Area teachers have discovered that student learning and retention of information is greatly boosted by active student involvement through active participation through field trips and outdoor activities. In the past, such activities have been viewed as rewards for classroom work. Teachers now know that the activities themselves contribute greatly to student knowledge and greatly increase student scores on achievement tests. A student that observes nature on Magazine Mountain, visits history at Fort Smith National park or writes a poem about visits to the city park develop memory pathways in the brain that stick with them forever.
Magazine Mountain is one of the most popular locals for student visits during the fall months. In the last year, Guy Fenter Education Cooperative, in collaboration with Arkansas State Parks and local schools have organized field-trips for groups from Waldron, Booneville, Lavaca, Hackett, Magazine, Scranton, County Line, Clarksville, and Paris. Many of the younger students began the day at the visitors center where one of the local park interpreters provide local history or present programs on subjects ranging from local plants and trees to bears. Dr. Curtis Varnell of the coop generally organizes history and science tours which take students to the high point of the mountain or on a loop into bear hollow, a little-used trail on the western slope of the mountain.

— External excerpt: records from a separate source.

use std::ffi::{c_char, CStr};
use std::sync::atomic::{AtomicI32, Ordering};

#[no_mangle]
pub extern "C" fn add(a: i32, b: i32) -> i32 {
    a + b
}

#[no_mangle]
pub static ANSWER: i32 = 42;

#[no_mangle]
pub static COUNTER: AtomicI32 = AtomicI32::new(0);

#[no_mangle]
pub extern "C" fn bump() -> i32 {
    COUNTER.fetch_add(1, Ordering::SeqCst) + 1
}

#[repr(C)]
pub struct Calculator {
    pub name: extern "C" fn() -> *const c_char,
    pub calculate: extern "C" fn(f32, f32) -> f32,
}

extern "C" fn sum_name() -> *const c_char {
    static NAME: &CStr = c"sum";
    NAME.as_ptr()
}

extern "C" fn sum(a: f32, b: f32) -> f32 {
    a + b
}

static SUM: Calculator = Calculator {
    name: sum_name,
    calculate: sum,
};

/// The plugin instance, published under a fixed name for `import_alias`.
#[no_mangle]
#[allow(non_upper_case_globals)]
pub static plugin: &Calculator = &SUM;
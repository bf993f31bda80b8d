//! Shared helpers for integration tests.

use std::sync::atomic::{AtomicBool, Ordering};
use std::sync::Arc;

use async_trait::async_trait;
use tokio::sync::Semaphore;

use bondfi_ledger::domain::{NewTrade, OwnerId, TransactionRecord};
use bondfi_ledger::error::StoreError;
use bondfi_ledger::port::{RecordStore, RecordStream};
use bondfi_ledger::store::MemoryRecordStore;

/// Store wrapper for forcing interleavings.
///
/// `fetch_recent` takes its snapshot immediately but does not return it
/// until [`GatedStore::release`] is called, so a load can be held in
/// flight while something else happens. Subscriptions pass through
/// freely unless armed with [`GatedStore::hold_subscribes`].
pub struct GatedStore {
    inner: Arc<MemoryRecordStore>,
    fetch_gate: Semaphore,
    subscribe_gate: Semaphore,
    holding_subscribes: AtomicBool,
}

impl GatedStore {
    pub fn new(inner: Arc<MemoryRecordStore>) -> Self {
        Self {
            inner,
            fetch_gate: Semaphore::new(0),
            subscribe_gate: Semaphore::new(0),
            holding_subscribes: AtomicBool::new(false),
        }
    }

    /// Let one pending (or future) fetch return its snapshot.
    pub fn release(&self) {
        self.fetch_gate.add_permits(1);
    }

    /// Park subscriptions issued from now on.
    pub fn hold_subscribes(&self) {
        self.holding_subscribes.store(true, Ordering::SeqCst);
    }

    /// Stop parking new subscriptions. Already-parked ones stay parked
    /// until [`GatedStore::release_subscribe`].
    pub fn pass_subscribes(&self) {
        self.holding_subscribes.store(false, Ordering::SeqCst);
    }

    /// Let one parked subscription proceed.
    pub fn release_subscribe(&self) {
        self.subscribe_gate.add_permits(1);
    }
}

#[async_trait]
impl RecordStore for GatedStore {
    async fn fetch_recent(
        &self,
        owner: &OwnerId,
        limit: usize,
    ) -> Result<Vec<TransactionRecord>, StoreError> {
        // Snapshot first, then park: the caller sees the store as it was
        // when the fetch was issued, not when it was released.
        let snapshot = self.inner.fetch_recent(owner, limit).await?;
        self.fetch_gate
            .acquire()
            .await
            .expect("fetch gate semaphore closed")
            .forget();
        Ok(snapshot)
    }

    async fn insert(&self, trade: NewTrade) -> Result<TransactionRecord, StoreError> {
        self.inner.insert(trade).await
    }

    async fn delete_all(&self, owner: &OwnerId) -> Result<u64, StoreError> {
        self.inner.delete_all(owner).await
    }

    async fn subscribe(&self, owner: &OwnerId) -> Result<RecordStream, StoreError> {
        if self.holding_subscribes.load(Ordering::SeqCst) {
            self.subscribe_gate
                .acquire()
                .await
                .expect("subscribe gate semaphore closed")
                .forget();
        }
        self.inner.subscribe(owner).await
    }
}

Paris middle school annually conducts a two-day field trip on the mountain for all eighth grade students. Using a unit developed by June Gilbreath, the students work math problems associated with the mountain trail, learn history as they visit the old home and hotel sites, and write poems about what they observe.
Students from Hackett, Paris, and Magazine have visited the Old Fort and Judge Parker Courtroom in Fort Smith. The trip usually involves a visit to Judge Parker’s court and a reenactment of a famous court case, visit to the old jail, a ride on the trolley, and often a visit for an ice cream in the museum soda shop.
Other area students have visited Petit Jean Mountain, conducted an eagle watch and count on the Arkansas River, visited the coal mine museums, or gone through a lock and dam. Eight local schools will participate in Student Assistant Day at the Huckabee Nature Center later this fall. The day is organized around developing student and teacher relationships by actively participating together in activities ranging from kayaking, archery, to outdoor science.
Whatever the choice of activity, students realize real benefits from getting outside, getting physical and mental exercise, and learning from “real world” experience.